Last week we took a trip to Naples for a weekend getaway. We wanted to beat traffic, so we left at 2 p.m. The drive from downtown Fort Lauderdale to I-595 normally takes about 10 minutes, sometimes even quicker. This day, it took 30 minutes to go a few miles. Once on I-595, we traveled the 109 miles to Naples in about 90 minutes. 

We wish our experience was unusual, but everywhere we go we hear the same complaint. The neighborhoods surrounding downtown Fort Lauderdale, which have for years been unusual for their suburban-like atmosphere while at the same time been wonderfully convenient to the city core, are becoming unlivable because of the traffic congestion. 

Just yesterday comes a letter illustrating the frustration of long time residents. The family is old – dating to the 1940s – and the letter writer would be the first to admit that growth has been good for his business. It was written personally, not for publication, but we share a few of his thoughts:

After recalling the pleasure of living here for so many years, he adds: “Once the developers got control of the city and the county commissioners, the almighty dollar took precedence over our quality of life.”

The writer criticizes the city’s decision to increase heights, eliminate parking regulations and waive impact fees, causing “land values to skyrocket and our great restaurants and single-story ranch-type homes could no longer stand the onslaught of developers throwing money at them to build something bigger and better.

“The developers were successful in selling the theory that high-rise tax income would fatten city bank accounts when in reality the cost of services, congestion and quality of life have suffered to the point where there is no monetary gain.”

The bottom line: Preparing for retirement, he and his wife are moving.

This writer is hardly alone, and it isn’t just limited to Fort Lauderdale. In Aventura recently, there was an arrest of a couple that drove over fresh concrete on a sidewalk poured on their property. But the background is trying to prevent a developer from putting in a large complex in an area that residents say is already overbuilt.

In western Palm Beach County, there is an ongoing fight between homeowners who bought on promises that their area would remain rural, and are now being challenged by builders seeking to chip away at designated open space.

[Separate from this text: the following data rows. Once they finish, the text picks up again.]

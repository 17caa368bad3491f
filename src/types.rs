//! Entity shapes for both catalogs.
//!
//! The module library and the project tutorials share a common core
//! (identifier, name, description, category) exposed through the [`Entry`]
//! trait. Everything the query engine needs goes through that trait; the
//! catalog-specific extras are only read by the presentation layers.

use serde::{Deserialize, Serialize};
use std::fmt;

/// The fields every catalog entity exposes to the query engine.
pub trait Entry {
    /// Stable identifier, unique within its catalog.
    fn id(&self) -> &str;
    /// Display title.
    fn name(&self) -> &str;
    /// Free text searched alongside the name.
    fn description(&self) -> &str;
    /// Single category label, compared by exact string equality.
    fn category(&self) -> &str;
}

/// A downloadable software module from the library hub.
///
/// The archive file name doubles as the identifier.
#[derive(Debug, Clone, PartialEq, Eq, Serialize, Deserialize)]
#[serde(deny_unknown_fields)]
pub struct Module {
    pub file: String,
    pub name: String,
    #[serde(default)]
    pub description: String,
    pub category: String,
}

impl Entry for Module {
    fn id(&self) -> &str {
        &self.file
    }

    fn name(&self) -> &str {
        &self.name
    }

    fn description(&self) -> &str {
        &self.description
    }

    fn category(&self) -> &str {
        &self.category
    }
}

/// Skill level a project tutorial targets.
#[derive(Debug, Clone, Copy, PartialEq, Eq, Hash, Serialize, Deserialize)]
pub enum Difficulty {
    Beginner,
    Intermediate,
    Advanced,
}

impl Difficulty {
    pub fn as_str(self) -> &'static str {
        match self {
            Difficulty::Beginner => "Beginner",
            Difficulty::Intermediate => "Intermediate",
            Difficulty::Advanced => "Advanced",
        }
    }

    /// Display token for the difficulty badge.
    pub fn badge(self) -> &'static str {
        match self {
            Difficulty::Beginner => "emerald",
            Difficulty::Intermediate => "yellow",
            Difficulty::Advanced => "rose",
        }
    }
}

impl fmt::Display for Difficulty {
    fn fmt(&self, f: &mut fmt::Formatter<'_>) -> fmt::Result {
        f.write_str(self.as_str())
    }
}

/// A titled block of prose in a project manual.
#[derive(Debug, Clone, PartialEq, Eq, Serialize, Deserialize)]
#[serde(deny_unknown_fields)]
pub struct TutorialSection {
    pub title: String,
    pub content: String,
}

/// A tutorial project with its build manual.
#[derive(Debug, Clone, PartialEq, Eq, Serialize, Deserialize)]
#[serde(rename_all = "camelCase", deny_unknown_fields)]
pub struct Project {
    /// URL slug, e.g. `esp32-dht-web-server`.
    pub slug: String,
    pub name: String,
    #[serde(default)]
    pub description: String,
    pub category: String,
    pub difficulty: Difficulty,
    #[serde(default, skip_serializing_if = "Vec::is_empty")]
    pub requirements: Vec<String>,
    pub components: Vec<String>,
    pub instructions: Vec<String>,
    #[serde(default, skip_serializing_if = "Vec::is_empty")]
    pub sections: Vec<TutorialSection>,
    /// Preformatted sketch shown verbatim.
    #[serde(default, skip_serializing_if = "Option::is_none")]
    pub code: Option<String>,
    #[serde(default, skip_serializing_if = "Option::is_none")]
    pub diagram_url: Option<String>,
}

impl Entry for Project {
    fn id(&self) -> &str {
        &self.slug
    }

    fn name(&self) -> &str {
        &self.name
    }

    fn description(&self) -> &str {
        &self.description
    }

    fn category(&self) -> &str {
        &self.category
    }
}
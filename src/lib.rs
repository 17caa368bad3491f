//! # Ghost Catalog
//!
//! Query engine and front-ends for a maker-hardware portal with two browsable
//! catalogs: a library hub of downloadable software modules and a project hub
//! of step-by-step hardware tutorials.
//!
//! # Architecture: One Pure Query, Several Front-Ends
//!
//! Every view, whether a CLI listing, the interactive browser or a generated
//! HTML page, is a function of the same read-only query:
//!
//! ```text
//! Catalog ──► facets   (computed once, first-occurrence order, "All" first)
//!    │
//!    └──► filter (search + category) ──► paginate (clamped) ──► QueryResult
//! ```
//!
//! Catalogs are immutable after construction, so a query result can borrow
//! straight from the catalog and any number of queries may run in parallel.
//! The only state in the system is the [`session::BrowseSession`], which
//! holds one user's query and resets the page when a filter changes.
//!
//! # Module Map
//!
//! | Module | Role |
//! |--------|------|
//! | [`types`] | Entity records (`Module`, `Project`) and the [`types::Entry`] trait |
//! | [`catalog`] | Immutable entity collections, file loading, validation, fingerprint |
//! | [`data`] | The built-in module and project catalogs |
//! | [`facets`] | Category list extraction |
//! | [`query`] | Search and category predicates |
//! | [`paginate`] | Page slicing with clamped page numbers |
//! | [`engine`] | `evaluate` and `resolve`, the query interface |
//! | [`session`] | Stateful browsing with the page-reset rule |
//! | [`badge`] | Category → badge color token |
//! | [`config`] | `config.toml` loading, validation, merging, and CSS generation |
//! | [`generate`] | Static HTML site rendered with Maud |
//! | [`output`] | CLI output formatting |
//!
//! # Design Decisions
//!
//! ## Identifiers Are Data
//!
//! A module is addressed by its archive file name and a project by its slug.
//! Both come from the catalog as-is; nothing derives them from names, so
//! renaming an entry never breaks a link.
//!
//! ## Clamp, Don't Fail
//!
//! Asking for page 9 of a 3-page result returns page 3; an empty result still
//! has one page. A stale page number in a URL or a session can therefore
//! never produce an error state, only a different page.
//!
//! ## Maud Over Template Engines
//!
//! HTML is generated with [Maud](https://maud.lambda.xyz/), a compile-time
//! HTML macro system. Malformed markup is a build error, interpolation is
//! escaped by default, and there is no template directory to ship.

pub mod badge;
pub mod catalog;
pub mod config;
pub mod data;
pub mod engine;
pub mod facets;
pub mod generate;
pub mod output;
pub mod paginate;
pub mod query;
pub mod session;
pub mod types;

#[cfg(test)]
pub(crate) mod test_helpers;
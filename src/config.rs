//! Browser configuration module.
//!
//! Handles loading, validating, and merging `config.toml`. Stock defaults are
//! overridden by the user's file, key by key: a config file only needs the
//! values it wants to change.
//!
//! ## Configuration Options
//!
//! ```toml
//! # All options are optional - defaults shown below
//!
//! [site]
//! title = "GhostMicro"
//! base_url = "/"            # Prefix for every link in the generated site
//!
//! [projects]
//! page_size = 6             # Tutorials per page (>= 1)
//! # source = "projects.toml" # Replace the built-in projects with a file
//!
//! [modules]
//! # page_size = 12          # Omit to show every module on one page
//! # source = "modules.json"  # Replace the built-in modules with a file
//! download_base = "/downloads/"
//!
//! [colors]
//! background = "#05060a"
//! panel = "#0d0f17"
//! text = "#f5f7fa"
//! text_muted = "#8a8f98"
//! accent_modules = "#22d3ee"
//! accent_projects = "#fb923c"
//! ```
//!
//! Unknown keys are rejected to catch typos early. Relative `source` paths
//! resolve against the directory holding `config.toml`.

use crate::data::PROJECT_PAGE_SIZE;
use crate::paginate::PageSize;
use serde::{Deserialize, Serialize};
use std::fs;
use std::path::{Path, PathBuf};
use thiserror::Error;

#[derive(Error, Debug)]
pub enum ConfigError {
    #[error("IO error: {0}")]
    Io(#[from] std::io::Error),
    #[error("TOML parse error: {0}")]
    Toml(#[from] toml::de::Error),
    #[error("Config validation error: {0}")]
    Validation(String),
}

/// Browser configuration loaded from `config.toml`.
#[derive(Debug, Clone, Default, Serialize, Deserialize)]
#[serde(default, deny_unknown_fields)]
pub struct BrowserConfig {
    /// Site identity used by the generated pages.
    pub site: SiteSettings,
    /// Project hub settings.
    pub projects: ProjectsConfig,
    /// Library hub settings.
    pub modules: ModulesConfig,
    /// Palette for the generated site.
    pub colors: ColorConfig,
}

impl BrowserConfig {
    /// Validate config values are within acceptable ranges.
    pub fn validate(&self) -> Result<(), ConfigError> {
        if self.site.title.trim().is_empty() {
            return Err(ConfigError::Validation(
                "site.title must not be empty".into(),
            ));
        }
        if !self.site.base_url.ends_with('/') {
            return Err(ConfigError::Validation(
                "site.base_url must end with '/'".into(),
            ));
        }
        if self.projects.page_size == 0 {
            return Err(ConfigError::Validation(
                "projects.page_size must be at least 1".into(),
            ));
        }
        if self.modules.page_size == Some(0) {
            return Err(ConfigError::Validation(
                "modules.page_size must be at least 1 (omit it to disable pagination)".into(),
            ));
        }
        Ok(())
    }
}

#[derive(Debug, Clone, Serialize, Deserialize)]
#[serde(default, deny_unknown_fields)]
pub struct SiteSettings {
    pub title: String,
    /// Link prefix, must end with `/`. Use `/` when serving from the domain
    /// root, `/catalog/` when serving from a subdirectory.
    pub base_url: String,
}

impl Default for SiteSettings {
    fn default() -> Self {
        Self {
            title: "GhostMicro".to_string(),
            base_url: "/".to_string(),
        }
    }
}

#[derive(Debug, Clone, Serialize, Deserialize)]
#[serde(default, deny_unknown_fields)]
pub struct ProjectsConfig {
    /// Tutorials per page.
    pub page_size: usize,
    /// Optional catalog file replacing the built-in projects.
    pub source: Option<PathBuf>,
}

impl Default for ProjectsConfig {
    fn default() -> Self {
        Self {
            page_size: PROJECT_PAGE_SIZE,
            source: None,
        }
    }
}

impl ProjectsConfig {
    pub fn pagination(&self) -> PageSize {
        PageSize::from_count(self.page_size)
    }
}

#[derive(Debug, Clone, Serialize, Deserialize)]
#[serde(default, deny_unknown_fields)]
pub struct ModulesConfig {
    /// Modules per page. When absent, the hub lists every match at once.
    pub page_size: Option<usize>,
    /// Optional catalog file replacing the built-in modules.
    pub source: Option<PathBuf>,
    /// URL prefix module archives are downloaded from.
    pub download_base: String,
}

impl Default for ModulesConfig {
    fn default() -> Self {
        Self {
            page_size: None,
            source: None,
            download_base: "/downloads/".to_string(),
        }
    }
}

impl ModulesConfig {
    pub fn pagination(&self) -> PageSize {
        self.page_size
            .map_or(PageSize::Unpaginated, PageSize::from_count)
    }

    /// Download URL of a module archive.
    pub fn download_url(&self, file: &str) -> String {
        if self.download_base.ends_with('/') {
            format!("{}{}", self.download_base, file)
        } else {
            format!("{}/{}", self.download_base, file)
        }
    }
}

/// Palette of the generated site (a single dark scheme).
#[derive(Debug, Clone, Serialize, Deserialize)]
#[serde(default, deny_unknown_fields)]
pub struct ColorConfig {
    pub background: String,
    /// Card and panel fill.
    pub panel: String,
    pub text: String,
    /// Descriptions, footers, disabled controls.
    pub text_muted: String,
    /// Highlight colour of the library hub.
    pub accent_modules: String,
    /// Highlight colour of the project hub.
    pub accent_projects: String,
}

impl Default for ColorConfig {
    fn default() -> Self {
        Self {
            background: "#05060a".to_string(),
            panel: "#0d0f17".to_string(),
            text: "#f5f7fa".to_string(),
            text_muted: "#8a8f98".to_string(),
            accent_modules: "#22d3ee".to_string(),
            accent_projects: "#fb923c".to_string(),
        }
    }
}

// =============================================================================
// Config loading, merging, and validation
// =============================================================================

/// Returns the stock default config as a `toml::Value::Table`.
///
/// This is the base layer user overrides are merged onto.
pub fn stock_defaults_value() -> toml::Value {
    toml::Value::try_from(BrowserConfig::default()).expect("default config must serialize")
}

/// Recursively merge `overlay` on top of `base`.
///
/// - Tables are merged key-by-key (overlay keys override base keys).
/// - Non-table values in overlay replace base values entirely.
/// - Keys in base that are not in overlay are preserved.
pub fn merge_toml(base: toml::Value, overlay: toml::Value) -> toml::Value {
    match (base, overlay) {
        (toml::Value::Table(mut base_table), toml::Value::Table(overlay_table)) => {
            for (key, overlay_val) in overlay_table {
                let merged = match base_table.remove(&key) {
                    Some(base_val) => merge_toml(base_val, overlay_val),
                    None => overlay_val,
                };
                base_table.insert(key, merged);
            }
            toml::Value::Table(base_table)
        }
        (_, overlay) => overlay,
    }
}

/// Load `config.toml` from a directory as a raw TOML value.
///
/// Returns `Ok(None)` if no `config.toml` exists in the directory.
pub fn load_raw_config(dir: &Path) -> Result<Option<toml::Value>, ConfigError> {
    let config_path = dir.join("config.toml");
    if !config_path.exists() {
        tracing::debug!(dir = %dir.display(), "no config.toml, using stock defaults");
        return Ok(None);
    }
    let content = fs::read_to_string(&config_path)?;
    let value: toml::Value = toml::from_str(&content)?;
    Ok(Some(value))
}

/// Merge an optional overlay onto a base value, then deserialize and validate.
pub fn resolve_config(
    base: toml::Value,
    overlay: Option<toml::Value>,
) -> Result<BrowserConfig, ConfigError> {
    let merged = match overlay {
        Some(ov) => merge_toml(base, ov),
        None => base,
    };
    let config: BrowserConfig = merged.try_into()?;
    config.validate()?;
    Ok(config)
}

/// Load config from `config.toml` in the given directory.
pub fn load_config(dir: &Path) -> Result<BrowserConfig, ConfigError> {
    resolve_config(stock_defaults_value(), load_raw_config(dir)?)
}

/// Returns a fully-commented stock `config.toml`.
///
/// Used by the `gen-config` CLI command.
pub fn stock_config_toml() -> &'static str {
    r##"# Ghost Catalog Configuration
# ===========================
# All settings are optional. Remove or comment out any you don't need.
# Values shown below are the defaults. Unknown keys will cause an error.

# ---------------------------------------------------------------------------
# Site
# ---------------------------------------------------------------------------
[site]
# Title shown in page headers and the browser tab.
title = "GhostMicro"

# Prefix for every generated link. Must end with "/".
base_url = "/"

# ---------------------------------------------------------------------------
# Project hub
# ---------------------------------------------------------------------------
[projects]
# Tutorials per page (at least 1).
page_size = 6

# Catalog file (.toml or .json) replacing the built-in projects.
# Relative paths resolve against this file's directory.
# source = "projects.toml"

# ---------------------------------------------------------------------------
# Library hub
# ---------------------------------------------------------------------------
[modules]
# Modules per page. Omit to list every module on a single page.
# page_size = 12

# Catalog file (.toml or .json) replacing the built-in modules.
# source = "modules.json"

# URL prefix module archives are served from.
download_base = "/downloads/"

# ---------------------------------------------------------------------------
# Colors (generated site)
# ---------------------------------------------------------------------------
[colors]
background = "#05060a"
panel = "#0d0f17"
text = "#f5f7fa"
text_muted = "#8a8f98"      # Descriptions, footers, disabled controls
accent_modules = "#22d3ee"  # Library hub highlight
accent_projects = "#fb923c" # Project hub highlight
"##
}

/// Generate CSS custom properties from color config.
pub fn generate_color_css(colors: &ColorConfig) -> String {
    format!(
        r#":root {{
    --color-bg: {background};
    --color-panel: {panel};
    --color-text: {text};
    --color-text-muted: {text_muted};
    --accent-modules: {accent_modules};
    --accent-projects: {accent_projects};
}}"#,
        background = colors.background,
        panel = colors.panel,
        text = colors.text,
        text_muted = colors.text_muted,
        accent_modules = colors.accent_modules,
        accent_projects = colors.accent_projects,
    )
}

In all of these situations, people feel betrayed by elected officials who buy office with pro-growth contributions and ignore the will of the voters. Often the politicians pretend to be on the people’s side when they are definitely not. We are seeing this today in the effort to clean up the Everglades. Elected officials routinely say they are all for saving the environment, then vote for the polluters and pretend that helps the public. The Palm Beach Post recently reported that elected officials from the Treasure Coast cities suffering the damage of discharges from Lake Okeechobee often talk like champions of the environment, and then vote just the opposite.

This is in a word corruption. And it goes on throughout the state in many areas. But their hearts are not the problem. Their wallets are.